I was brought up believing you MUST triangulate if you wanted your qualitative research to be taken seriously. A rough guide to triangulation is that if you research something using three different methods and combine what you learn, your results are more trustworthy than if you use just one method.

In my way of making sense of the world, that's like looking at something from three different vantage points in order to get a clearer picture of it. That's where the elephant in my blog title comes in. Five people use the sense of touch to describe an elephant. Each describes it completely differently because each is touching a different part of the elephant. They can either fight over who is right, or try to work out how their stories fit together. Or I guess they could simply say 'this is my truth, and that's your truth', but to me that seems a waste of an opportunity to learn.

What interests me right now is how rarely triangulation is used to communicate triangulated research findings. Communication is not a simple transaction of 'this is in my head; I put it in words; you read my words; I have communicated what was in my head', any more than research is a simple 'this is what I want to study; I used a method; I can now describe the thing I studied'.

I've come across using different communication methods used for different audiences. I have seen experimental and alternative communication methods, particularly in autoethnography and participatory research - art works, drama, poetry - and sometimes these are published or performed alongside accounts using traditional academic words and language.

What I haven't found, I'm guessing because I haven't found the right places to look, is anything explaining the importance of triangulation for communicating your research findings to those researchers who routine use triangulation to create their research findings.
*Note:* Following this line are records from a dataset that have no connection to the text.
pub mod orchestration;

pub use orchestration::{run_release_workflow, Action, ReleaseWorkflowArgs, WorkflowResult};
mod canonical;
mod catalog;
mod error;
mod ports;
mod prompt;
pub mod safety;
mod sanitize;
mod types;

pub use canonical::*;
pub use catalog::*;
pub use error::*;
pub use ports::*;
pub use prompt::*;
pub use safety::*;
pub use sanitize::*;
pub use types::*;
use std::future::Future;
use std::path::PathBuf;
use std::pin::Pin;

use tb_core::domain::{ChatError, GradeLevelProfile, PromptStore};

/// Reads grade-level instruction documents from a directory on disk.
pub struct FsPromptStore {
    dir: PathBuf,
}

impl FsPromptStore {
    pub fn new(dir: impl Into<PathBuf>) -> Self {
        Self { dir: dir.into() }
    }
}

impl PromptStore for FsPromptStore {
    fn load<'a>(
        &'a self,
        grade_level: &'a GradeLevelProfile,
    ) -> Pin<Box<dyn Future<Output = Result<String, ChatError>> + Send + 'a>> {
        Box::pin(async move {
            let path = self.dir.join(&grade_level.prompt_resource_key);
            tokio::fs::read_to_string(&path).await.map_err(|err| {
                tracing::error!(
                    error = %err,
                    path = %path.display(),
                    grade_level = %grade_level.id,
                    "failed to read system prompt"
                );
                ChatError::ResourceNotFound {
                    grade_level: grade_level.id.clone(),
                    key: grade_level.prompt_resource_key.clone(),
                }
            })
        })
    }
}

#[cfg(test)]
mod tests {
    use super::*;
    use tb_core::domain::GradeLevelId;

    fn grade(prompt_file: &str) -> GradeLevelProfile {
        GradeLevelProfile {
            id: GradeLevelId::new("middle"),
            display_name: "Middle School".to_owned(),
            range: "6th - 8th Grade".to_owned(),
            prompt_resource_key: prompt_file.to_owned(),
        }
    }

    #[tokio::test]
    async fn test_load_existing_prompt() {
        let dir = tempfile::tempdir().unwrap();
        std::fs::write(dir.path().join("middle_6-8.md"), "You tutor middle schoolers.").unwrap();
        let store = FsPromptStore::new(dir.path());

        let prompt = store.load(&grade("middle_6-8.md")).await.unwrap();

        assert_eq!(prompt, "You tutor middle schoolers.");
    }

    #[tokio::test]
    async fn test_missing_prompt_is_resource_not_found() {
        let dir = tempfile::tempdir().unwrap();
        let store = FsPromptStore::new(dir.path());

        match store.load(&grade("missing.md")).await {
            Err(ChatError::ResourceNotFound { grade_level, key }) => {
                assert_eq!(grade_level, GradeLevelId::new("middle"));
                assert_eq!(key, "missing.md");
            }
            other => panic!("expected ResourceNotFound, got {other:?}"),
        }
    }

    #[tokio::test]
    async fn test_shipped_prompts_exist() {
        let dir = concat!(env!("CARGO_MANIFEST_DIR"), "/../../prompts");
        let store = FsPromptStore::new(dir);

        for file in ["elementary_1-5.md", "middle_6-8.md", "high_9-12.md"] {
            let prompt = store.load(&grade(file)).await.unwrap();
            assert!(!prompt.trim().is_empty(), "{file} should not be empty");
        }
    }
}
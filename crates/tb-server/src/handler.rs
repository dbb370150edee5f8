use std::convert::Infallible;
use std::sync::Arc;

use axum::body::Bytes;
use axum::extract::{DefaultBodyLimit, State};
use axum::http::StatusCode;
use axum::response::sse::{Event, Sse};
use axum::response::{IntoResponse, Response};
use axum::routing::{get, post};
use futures_core::Stream;
use futures_util::StreamExt;
use serde::Deserialize;
use tracing::Instrument;

use tb_core::domain::{
    Catalog, ChatError, ConfigSelection, ConversationTurn, GradeLevelId, ModelId, RelayEvent,
    RequestId,
};

use crate::orchestrator::{ChatPipeline, RelayStream};

/// Ten megabyte attachments grow by a third once base64 encoded.
pub const MAX_BODY_BYTES: usize = 16 * 1024 * 1024;

pub const CHAT_FAILURE_MESSAGE: &str = "Failed to process chat request";

const DONE_SENTINEL: &str = "[DONE]";

// ---------------------------------------------------------------------------
// AppState: shared state for all handlers
// ---------------------------------------------------------------------------

pub struct AppState {
    pub pipeline: ChatPipeline,
    pub catalog: Catalog,
}

pub fn build_router(state: Arc<AppState>) -> axum::Router {
    axum::Router::new()
        .route("/api/chat", post(handle_chat))
        .route("/api/catalog", get(handle_catalog))
        .route("/health", get(health_handler))
        .layer(DefaultBodyLimit::max(MAX_BODY_BYTES))
        .with_state(state)
}

// ---------------------------------------------------------------------------
// Request wire types
// ---------------------------------------------------------------------------

#[derive(Debug, Deserialize)]
pub struct ChatRequestWire {
    pub messages: Vec<ConversationTurn>,
    #[serde(default)]
    pub config: ChatConfigWire,
}

#[derive(Debug, Default, Deserialize)]
#[serde(rename_all = "camelCase")]
pub struct ChatConfigWire {
    pub model: Option<ProfileRef>,
    pub grade_level: Option<ProfileRef>,
    pub temperature: Option<f64>,
    pub max_tokens: Option<u32>,
    pub enable_reasoning: Option<bool>,
}

/// A profile named either by its bare id or by a full profile object, of
/// which only the `id` is read.
#[derive(Debug, Deserialize)]
#[serde(untagged)]
pub enum ProfileRef {
    Id(String),
    Profile { id: String },
}

impl ProfileRef {
    pub fn id(&self) -> &str {
        match self {
            ProfileRef::Id(id) | ProfileRef::Profile { id } => id,
        }
    }
}

impl ChatConfigWire {
    pub fn into_selection(self) -> ConfigSelection {
        ConfigSelection {
            model: self.model.map(|m| ModelId::new(m.id())),
            grade_level: self.grade_level.map(|g| GradeLevelId::new(g.id())),
            temperature: self.temperature,
            max_tokens: self.max_tokens,
            enable_reasoning: self.enable_reasoning,
        }
    }
}

// ---------------------------------------------------------------------------
// POST /api/chat
// ---------------------------------------------------------------------------

pub async fn handle_chat(State(state): State<Arc<AppState>>, body: Bytes) -> Response {
    let request_id = RequestId::new(format!("req-{}", uuid::Uuid::new_v4()));
    let span = tracing::info_span!("chat", request_id = %request_id);

    match handle_chat_inner(&state, &body).instrument(span.clone()).await {
        Ok(stream) => Sse::new(sse_events(stream)).into_response(),
        Err(err) => {
            span.in_scope(|| {
                tracing::error!(kind = err.kind(), error = %err, "chat request failed");
            });
            chat_error_to_response()
        }
    }
}

async fn handle_chat_inner(state: &AppState, body: &[u8]) -> Result<RelayStream, ChatError> {
    let request: ChatRequestWire = serde_json::from_slice(body)
        .map_err(|e| ChatError::Validation(format!("malformed request body: {e}")))?;

    let config = state.catalog.resolve(request.config.into_selection())?;
    tracing::debug!(
        turns = request.messages.len(),
        model = %config.model.id,
        grade_level = %config.grade_level.id,
        "chat request accepted"
    );

    state.pipeline.handle(request.messages, config).await
}

/// Maps relay events onto SSE frames. Every stream ends with `[DONE]`,
/// including after an error frame.
pub fn sse_events(stream: RelayStream) -> impl Stream<Item = Result<Event, Infallible>> + Send {
    async_stream::stream! {
        let mut stream = stream;
        while let Some(event) = stream.next().await {
            match event {
                RelayEvent::Delta(text) => {
                    let data = serde_json::json!({ "content": text }).to_string();
                    yield Ok(Event::default().data(data));
                }
                RelayEvent::Error(message) => {
                    let data = serde_json::json!({ "error": message }).to_string();
                    yield Ok(Event::default().data(data));
                    yield Ok(Event::default().data(DONE_SENTINEL));
                    break;
                }
                RelayEvent::Done => {
                    yield Ok(Event::default().data(DONE_SENTINEL));
                    break;
                }
            }
        }
    }
}

// ---------------------------------------------------------------------------
// GET /api/catalog, GET /health
// ---------------------------------------------------------------------------

pub async fn handle_catalog(State(state): State<Arc<AppState>>) -> Response {
    axum::Json(state.catalog.clone()).into_response()
}

pub async fn health_handler() -> Response {
    axum::Json(serde_json::json!({ "status": "ok" })).into_response()
}

// ---------------------------------------------------------------------------
// Error → Response conversion
// ---------------------------------------------------------------------------

/// Pre-stream failures all look the same to the client; the detail stays in
/// the server log.
pub fn chat_error_to_response() -> Response {
    let body = serde_json::json!({ "error": CHAT_FAILURE_MESSAGE });
    (StatusCode::INTERNAL_SERVER_ERROR, axum::Json(body)).into_response()
}
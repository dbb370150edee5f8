use std::pin::Pin;
use std::sync::Arc;
use std::time::Duration;

use futures_core::Stream;
use tb_core::domain::{
    assemble_messages, sanitize, ChatError, ConversationTurn, PromptStore, ReasoningConfig,
    ReasoningEffort, RelayEvent, RequestConfig, Role, SafetyFilter, UpstreamModel,
    UpstreamRequest,
};

use crate::relay::relay;

pub type RelayStream = Pin<Box<dyn Stream<Item = RelayEvent> + Send>>;

// ---------------------------------------------------------------------------
// ChatPipeline: filter, sanitize, assemble, relay
// ---------------------------------------------------------------------------

pub struct ChatPipeline {
    safety: Arc<SafetyFilter>,
    prompts: Arc<dyn PromptStore>,
    upstream: Arc<dyn UpstreamModel>,
    idle_timeout: Duration,
}

impl ChatPipeline {
    pub fn new(
        safety: Arc<SafetyFilter>,
        prompts: Arc<dyn PromptStore>,
        upstream: Arc<dyn UpstreamModel>,
        idle_timeout: Duration,
    ) -> Self {
        Self {
            safety,
            prompts,
            upstream,
            idle_timeout,
        }
    }

    /// Runs one chat request. Errors are returned only before streaming
    /// starts; once a stream is returned, failures arrive as
    /// [`RelayEvent::Error`].
    pub async fn handle(
        &self,
        mut history: Vec<ConversationTurn>,
        config: RequestConfig,
    ) -> Result<RelayStream, ChatError> {
        if let Some(turn) = history.iter().find(|t| !t.is_sendable()) {
            return Err(ChatError::Validation(format!(
                "turn {} carries an attachment without data",
                turn.id().map(|id| id.as_str()).unwrap_or("<unnamed>")
            )));
        }

        // Only the newest user turn is screened; earlier turns were screened
        // when they were sent.
        match history.pop() {
            Some(last) if last.role() == Role::User => {
                let verdict = self.safety.evaluate(last.content(), &config.grade_level.id);
                if !verdict.safe {
                    tracing::warn!(
                        grade_level = %config.grade_level.id,
                        reason = verdict.reason_code.map(|r| r.as_str()).unwrap_or("unknown"),
                        category = ?verdict.category,
                        "student message blocked"
                    );
                    return Ok(redirect_stream(verdict.redirect_or_fallback().to_owned()));
                }
                let cleaned = sanitize(last.content());
                history.push(last.with_content(cleaned));
            }
            Some(last) => history.push(last),
            None => {}
        }

        let unsupported = history
            .iter()
            .flat_map(ConversationTurn::attachments)
            .filter(|a| !a.is_image() && !a.is_pdf())
            .count();
        if unsupported > 0 {
            tracing::debug!(unsupported, "attachments with unsupported types omitted");
        }

        let system_prompt = self.prompts.load(&config.grade_level).await?;
        let messages = assemble_messages(&system_prompt, &history, &config.grade_level.range);

        let request = UpstreamRequest {
            model: config.model.id.clone(),
            messages,
            temperature: config.temperature,
            max_tokens: config.max_tokens,
            stream: true,
            reasoning: config
                .reasoning_requested()
                .then(|| ReasoningConfig::hidden(ReasoningEffort::Medium)),
        };

        tracing::info!(
            model = %request.model,
            grade_level = %config.grade_level.id,
            messages = request.messages.len(),
            reasoning = request.reasoning.is_some(),
            "relaying chat request"
        );

        Ok(Box::pin(relay(
            self.upstream.clone(),
            request,
            self.idle_timeout,
        )))
    }
}

fn redirect_stream(redirect: String) -> RelayStream {
    Box::pin(futures_util::stream::iter([
        RelayEvent::Delta(redirect),
        RelayEvent::Done,
    ]))
}
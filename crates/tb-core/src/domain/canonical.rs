use serde::{Deserialize, Serialize};

use crate::domain::{ModelId, Role};

// ---------------------------------------------------------------------------
// Outbound message types
// ---------------------------------------------------------------------------

#[derive(Clone, Debug, PartialEq, Eq, Serialize, Deserialize)]
pub struct ImageRef {
    pub url: String,
}

#[derive(Clone, Debug, PartialEq, Eq, Serialize, Deserialize)]
pub struct FileRef {
    pub filename: String,
    pub file_data: String,
}

#[derive(Clone, Debug, PartialEq, Eq, Serialize, Deserialize)]
#[serde(tag = "type", rename_all = "snake_case")]
pub enum ContentPart {
    Text { text: String },
    ImageUrl { image_url: ImageRef },
    File { file: FileRef },
}

#[derive(Clone, Debug, PartialEq, Eq, Serialize, Deserialize)]
#[serde(untagged)]
pub enum MessageContent {
    Text(String),
    Parts(Vec<ContentPart>),
}

impl MessageContent {
    /// Plain text of the message, ignoring non-text parts.
    pub fn text(&self) -> String {
        match self {
            MessageContent::Text(t) => t.clone(),
            MessageContent::Parts(parts) => parts
                .iter()
                .filter_map(|p| match p {
                    ContentPart::Text { text } => Some(text.as_str()),
                    _ => None,
                })
                .collect::<Vec<_>>()
                .join("\n"),
        }
    }
}

#[derive(Clone, Debug, PartialEq, Eq, Serialize, Deserialize)]
pub struct Message {
    pub role: Role,
    pub content: MessageContent,
}

impl Message {
    pub fn text(role: Role, text: impl Into<String>) -> Self {
        Self {
            role,
            content: MessageContent::Text(text.into()),
        }
    }
}

// ---------------------------------------------------------------------------
// Upstream request
// ---------------------------------------------------------------------------

#[derive(Clone, Copy, Debug, PartialEq, Eq, Serialize, Deserialize)]
#[serde(rename_all = "lowercase")]
pub enum ReasoningEffort {
    Low,
    Medium,
    High,
}

/// Extended reasoning settings. The trace itself is never forwarded.
#[derive(Clone, Copy, Debug, PartialEq, Eq)]
pub struct ReasoningConfig {
    pub effort: ReasoningEffort,
    pub include_trace: bool,
}

impl ReasoningConfig {
    pub fn hidden(effort: ReasoningEffort) -> Self {
        Self {
            effort,
            include_trace: false,
        }
    }
}

#[derive(Clone, Debug, PartialEq)]
pub struct UpstreamRequest {
    pub model: ModelId,
    pub messages: Vec<Message>,
    pub temperature: f64,
    pub max_tokens: u32,
    pub stream: bool,
    pub reasoning: Option<ReasoningConfig>,
}

// ---------------------------------------------------------------------------
// Relay events
// ---------------------------------------------------------------------------

#[derive(Clone, Debug, PartialEq, Eq)]
pub enum RelayEvent {
    Delta(String),
    Done,
    Error(String),
}

impl RelayEvent {
    pub fn is_terminal(&self) -> bool {
        !matches!(self, RelayEvent::Delta(_))
    }
}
We know that most communication between two humans is non-verbal. And yet when it comes to communicating research findings we routinely rely not just on words but the specialised words, language and culture of our chosen discipline.

What of my own research?

The bulk of my doctoral research involves five women all considering the same phenomena from their own perspective. I am one of the five. We all have dual researcher-participant status and roles. I am the only one trying to belong in the academic world. I stumbled into researching ways of knowing and ways of communicating, via an intention to research the practical task of improving public involvement in public service policy making. I have worked with a mosaic artist to produce a mosaic that shows me what I hadn't realised I was thinking. Photos of parts of the mosaic will appear throughout the printed thesis. The left pages will be an 'everyday' summary using everyday words and pictures. The right pages will have the traditional academic account. I've provisionally allocated 20,000 to the summary and 80,000 to the academic account. And I am just grateful that photographs and diagrams may speak a thousand words but none of those words for part of my word count.

Will a combination of the three 'speak' louder and communicate something different from one or two? I have no idea if it will to anyone else. But for me, it helps me work out what is 'going on in my head' in a way that words alone cannot.